Highlighting the carbon tax’s effects

The Western Canadian Wheat Growers is encouraging farmers to share their energy bills

By Diego Flammini
Staff Writer
Farms.com

A Prairie farm organization is calling on all Canadian farmers to share how much the federal carbon tax is affecting their operating costs.

The Western Canadian Wheat Growers (WCWG) launched its No Farm Carbon Tax petition on Wednesday. Farmers are encouraged to add their names to the document. The organization will send the petition to the federal ministers of agriculture, environment and climate change.

An additional element of the petition asks farmers to disclose how much the carbon tax contributes to their monthly energy bills.

The organization will keep a running tally of the carbon tax portion of bills and share that information with federal ministers.

“In some instances, the carbon tax results in as much as 43 per cent of extra costs on top of what the monthly bill would’ve been without the tax,” Gunter Jochum, president of WCWG, told Farms.com. “That’s not sustainable.”

Maryam Monsef, Canada’s new minister of rural economic development, should also be monitoring the situation, Jochum said.

“Does (Canada) want farmers to be profitable and keep farming?” he said. “Farmers are the ones living and working in rural Canada, and the carbon tax is going to eat away at any profits farmers could’ve used to reinvest or spend in rural communities.”

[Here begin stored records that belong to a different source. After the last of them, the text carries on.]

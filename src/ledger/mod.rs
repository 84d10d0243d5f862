//! In-memory value transfer substrate.
//!
//! Holds account balances (spendable and locked in custody), a trusted clock
//! and an append-only event log. Contracts never touch balances directly: they
//! hand a batch of [`LedgerMutation`]s to [`LedgerState::apply_mutations`],
//! which either commits the whole batch or leaves the state untouched.

mod amount;
mod clock;

use std::collections::BTreeMap;
use std::sync::atomic::{AtomicU64, Ordering};

use serde::{Deserialize, Serialize};
use sha2::{Digest, Sha256};
use tracing::{debug, trace};

use crate::contracts::{ContractAddress, LoanEvent};

pub use amount::{format_units, parse_units, UNIT_SCALE};
pub use clock::{Clock, ManualClock, SystemClock};

pub type AccountId = String;
pub type Amount = u64;
pub type Timestamp = u64;

#[derive(Debug, thiserror::Error, Clone, PartialEq, Eq)]
pub enum LedgerError {
    #[error("insufficient funds in account {account}: need {needed}, have {available}")]
    InsufficientAccountFunds {
        account: AccountId,
        needed: Amount,
        available: Amount,
    },
    #[error("insufficient locked funds in account {account}")]
    InsufficientLockedFunds { account: AccountId },
    #[error("unknown account {account}")]
    UnknownAccount { account: AccountId },
    #[error("balance overflow in account {account}")]
    BalanceOverflow { account: AccountId },
    #[error("invalid amount {0:?}")]
    InvalidAmount(String),
    #[error("clock cannot be advanced manually")]
    FixedClock,
    #[error("advancing clock at {now} by {secs}s overflows")]
    ClockOverflow { now: Timestamp, secs: u64 },
}

#[derive(Clone, Debug, Serialize, Deserialize, PartialEq, Eq, Default)]
pub struct AccountBalance {
    pub available: Amount,
    pub locked: Amount,
}

#[derive(Clone, Debug, Serialize, Deserialize, PartialEq, Eq, Default)]
pub struct SnapshotMetadata {
    pub height: u64,
    pub timestamp: Timestamp,
}

#[derive(Clone, Debug, Serialize, Deserialize, PartialEq, Eq)]
pub struct LedgerSnapshot {
    pub meta: SnapshotMetadata,
    pub accounts: BTreeMap<AccountId, AccountBalance>,
    pub events: Vec<LedgerEvent>,
    pub state_root: [u8; 32],
}

#[derive(Clone, Debug, Serialize, Deserialize, PartialEq, Eq)]
#[serde(tag = "type", rename_all = "snake_case")]
pub enum LedgerEvent {
    Emission {
        to: AccountId,
        amount: Amount,
        reason: String,
    },
    Transfer {
        from: AccountId,
        to: AccountId,
        amount: Amount,
        memo: Option<String>,
    },
    Locked {
        account: AccountId,
        amount: Amount,
    },
    Released {
        account: AccountId,
        amount: Amount,
    },
    Seized {
        from: AccountId,
        to: AccountId,
        amount: Amount,
    },
    Contract {
        contract: ContractAddress,
        event: LoanEvent,
    },
}

#[derive(Clone, Debug, Serialize, Deserialize, PartialEq, Eq)]
#[serde(tag = "type", rename_all = "snake_case")]
pub enum LedgerMutation {
    Emit {
        to: AccountId,
        amount: Amount,
        reason: String,
    },
    Transfer {
        from: AccountId,
        to: AccountId,
        amount: Amount,
        memo: Option<String>,
    },
    /// Moves spendable funds of `account` into custody.
    Lock { account: AccountId, amount: Amount },
    /// Returns custody funds of `account` to its spendable balance.
    Release { account: AccountId, amount: Amount },
    /// Moves custody funds of `from` to the spendable balance of `to`.
    Seize {
        from: AccountId,
        to: AccountId,
        amount: Amount,
    },
    Notify {
        contract: ContractAddress,
        event: LoanEvent,
    },
}

/// Position in the event log. Obtained from [`LedgerState::subscribe`].
#[derive(Clone, Copy, Debug, PartialEq, Eq, Default)]
pub struct EventCursor {
    next: usize,
}

impl EventCursor {
    pub fn from_start() -> Self {
        Self::default()
    }
}

static NEXT_LEDGER_ID: AtomicU64 = AtomicU64::new(0);

pub struct LedgerState {
    id: u64,
    meta: SnapshotMetadata,
    accounts: BTreeMap<AccountId, AccountBalance>,
    events: Vec<LedgerEvent>,
    clock: Box<dyn Clock>,
    deploy_nonce: u64,
}

impl Default for LedgerState {
    fn default() -> Self {
        Self::with_clock(ManualClock::new(0))
    }
}

impl LedgerState {
    /// Ledger driven by a manual clock starting at zero.
    pub fn new() -> Self {
        Self::default()
    }

    pub fn with_clock(clock: impl Clock + 'static) -> Self {
        let timestamp = clock.now();
        Self {
            id: NEXT_LEDGER_ID.fetch_add(1, Ordering::Relaxed),
            meta: SnapshotMetadata {
                height: 0,
                timestamp,
            },
            accounts: BTreeMap::new(),
            events: Vec::new(),
            clock: Box::new(clock),
            deploy_nonce: 0,
        }
    }

    /// Identifies this ledger instance within the process.
    pub fn id(&self) -> u64 {
        self.id
    }

    pub fn meta(&self) -> &SnapshotMetadata {
        &self.meta
    }

    /// Current time. Never goes backwards, even if the clock does.
    pub fn now(&self) -> Timestamp {
        self.clock.now().max(self.meta.timestamp)
    }

    pub fn advance_time(&mut self, secs: u64) -> Result<Timestamp, LedgerError> {
        self.clock.advance(secs)?;
        let now = self.now();
        self.meta.timestamp = now;
        debug!(secs, now, "advanced ledger clock");
        Ok(now)
    }

    pub fn balance(&self, account: &str) -> AccountBalance {
        self.accounts.get(account).cloned().unwrap_or_default()
    }

    pub fn accounts(&self) -> &BTreeMap<AccountId, AccountBalance> {
        &self.accounts
    }

    /// Credits fresh funds to `account`, outside of any contract action.
    pub fn mint(&mut self, account: &str, amount: Amount, reason: &str) -> Result<(), LedgerError> {
        self.apply_mutations(&[LedgerMutation::Emit {
            to: account.to_string(),
            amount,
            reason: reason.to_string(),
        }])
    }

    pub(crate) fn next_deploy_nonce(&mut self) -> u64 {
        let nonce = self.deploy_nonce;
        self.deploy_nonce += 1;
        nonce
    }

    pub fn events(&self) -> &[LedgerEvent] {
        &self.events
    }

    /// Cursor positioned after the last recorded event.
    pub fn subscribe(&self) -> EventCursor {
        EventCursor {
            next: self.events.len(),
        }
    }

    /// Events recorded since the cursor was last polled.
    pub fn poll(&self, cursor: &mut EventCursor) -> &[LedgerEvent] {
        let start = cursor.next.min(self.events.len());
        cursor.next = self.events.len();
        &self.events[start..]
    }

    pub fn snapshot(&self) -> LedgerSnapshot {
        LedgerSnapshot {
            meta: self.meta.clone(),
            accounts: self.accounts.clone(),
            events: self.events.clone(),
            state_root: compute_state_root(&self.accounts),
        }
    }

    /// Applies the batch atomically: the mutations run against a staged copy
    /// of the balances and are committed only if every one succeeds.
    pub fn apply_mutations(&mut self, mutations: &[LedgerMutation]) -> Result<(), LedgerError> {
        let mut staged = self.accounts.clone();
        let mut events = Vec::with_capacity(mutations.len());

        for mutation in mutations {
            match mutation {
                LedgerMutation::Emit { to, amount, reason } => {
                    credit(&mut staged, to, *amount)?;
                    events.push(LedgerEvent::Emission {
                        to: to.clone(),
                        amount: *amount,
                        reason: reason.clone(),
                    });
                }
                LedgerMutation::Transfer {
                    from,
                    to,
                    amount,
                    memo,
                } => {
                    debit(&mut staged, from, *amount)?;
                    credit(&mut staged, to, *amount)?;
                    events.push(LedgerEvent::Transfer {
                        from: from.clone(),
                        to: to.clone(),
                        amount: *amount,
                        memo: memo.clone(),
                    });
                }
                LedgerMutation::Lock { account, amount } => {
                    debit(&mut staged, account, *amount)?;
                    let balance = staged.entry(account.clone()).or_default();
                    balance.locked = balance.locked.checked_add(*amount).ok_or_else(|| {
                        LedgerError::BalanceOverflow {
                            account: account.clone(),
                        }
                    })?;
                    events.push(LedgerEvent::Locked {
                        account: account.clone(),
                        amount: *amount,
                    });
                }
                LedgerMutation::Release { account, amount } => {
                    unlock(&mut staged, account, *amount)?;
                    credit(&mut staged, account, *amount)?;
                    events.push(LedgerEvent::Released {
                        account: account.clone(),
                        amount: *amount,
                    });
                }
                LedgerMutation::Seize { from, to, amount } => {
                    unlock(&mut staged, from, *amount)?;
                    credit(&mut staged, to, *amount)?;
                    events.push(LedgerEvent::Seized {
                        from: from.clone(),
                        to: to.clone(),
                        amount: *amount,
                    });
                }
                LedgerMutation::Notify { contract, event } => {
                    events.push(LedgerEvent::Contract {
                        contract: contract.clone(),
                        event: event.clone(),
                    });
                }
            }
        }

        self.accounts = staged;
        self.events.extend(events);
        self.meta.height += 1;
        self.meta.timestamp = self.now();
        trace!(height = self.meta.height, count = mutations.len(), "applied mutations");
        Ok(())
    }
}

fn credit(
    accounts: &mut BTreeMap<AccountId, AccountBalance>,
    account: &AccountId,
    amount: Amount,
) -> Result<(), LedgerError> {
    let balance = accounts.entry(account.clone()).or_default();
    balance.available =
        balance
            .available
            .checked_add(amount)
            .ok_or_else(|| LedgerError::BalanceOverflow {
                account: account.clone(),
            })?;
    Ok(())
}

fn debit(
    accounts: &mut BTreeMap<AccountId, AccountBalance>,
    account: &AccountId,
    amount: Amount,
) -> Result<(), LedgerError> {
    let balance = accounts
        .get_mut(account)
        .ok_or_else(|| LedgerError::UnknownAccount {
            account: account.clone(),
        })?;
    if balance.available < amount {
        return Err(LedgerError::InsufficientAccountFunds {
            account: account.clone(),
            needed: amount,
            available: balance.available,
        });
    }
    balance.available -= amount;
    Ok(())
}

fn unlock(
    accounts: &mut BTreeMap<AccountId, AccountBalance>,
    account: &AccountId,
    amount: Amount,
) -> Result<(), LedgerError> {
    let balance = accounts
        .get_mut(account)
        .ok_or_else(|| LedgerError::UnknownAccount {
            account: account.clone(),
        })?;
    if balance.locked < amount {
        return Err(LedgerError::InsufficientLockedFunds {
            account: account.clone(),
        });
    }
    balance.locked -= amount;
    Ok(())
}

fn compute_state_root(accounts: &BTreeMap<AccountId, AccountBalance>) -> [u8; 32] {
    let leaves = accounts
        .iter()
        .map(|(account, balance)| {
            let mut hasher = Sha256::new();
            hasher.update(b"acct");
            hasher.update(account.as_bytes());
            hasher.update(balance.available.to_le_bytes());
            hasher.update(balance.locked.to_le_bytes());
            hasher.finalize().into()
        })
        .collect();
    build_merkle(leaves)
}

fn build_merkle(mut leaves: Vec<[u8; 32]>) -> [u8; 32] {
    if leaves.is_empty() {
        return Sha256::digest(b"loan-ledger-empty").into();
    }
    while leaves.len() > 1 {
        let mut next = Vec::with_capacity((leaves.len() + 1) / 2);
        for chunk in leaves.chunks(2) {
            let mut hasher = Sha256::new();
            hasher.update(b"node");
            hasher.update(chunk[0]);
            hasher.update(chunk.get(1).unwrap_or(&chunk[0]));
            next.push(hasher.finalize().into());
        }
        leaves = next;
    }
    leaves[0]
}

Part of the frustration related to the carbon tax is a lack of fuel options.

The tax applies to propane and natural gas, which are the two primary resources used for grain drying.

Without any alternatives, farm costs will continue to increase.

“There’s no other option for us to switch to,” Jochum said. “The federal government is taxing us to get us to use a different source (of energy), but there isn’t one. We can’t dry grain with solar panels, so our expenses go up.”

The carbon tax could also affect ag exports.

The federal government has set a goal of exporting $75 billion of agricultural goods by 2025.

But if Canadian farmers are paying more to produce their crops, it could price Canada out of export opportunities, Jochum said.

“We can’t compete on global markets if we’re saddled with extra costs compared to places like the U.S. and Australia where they don’t have a carbon tax,” he said.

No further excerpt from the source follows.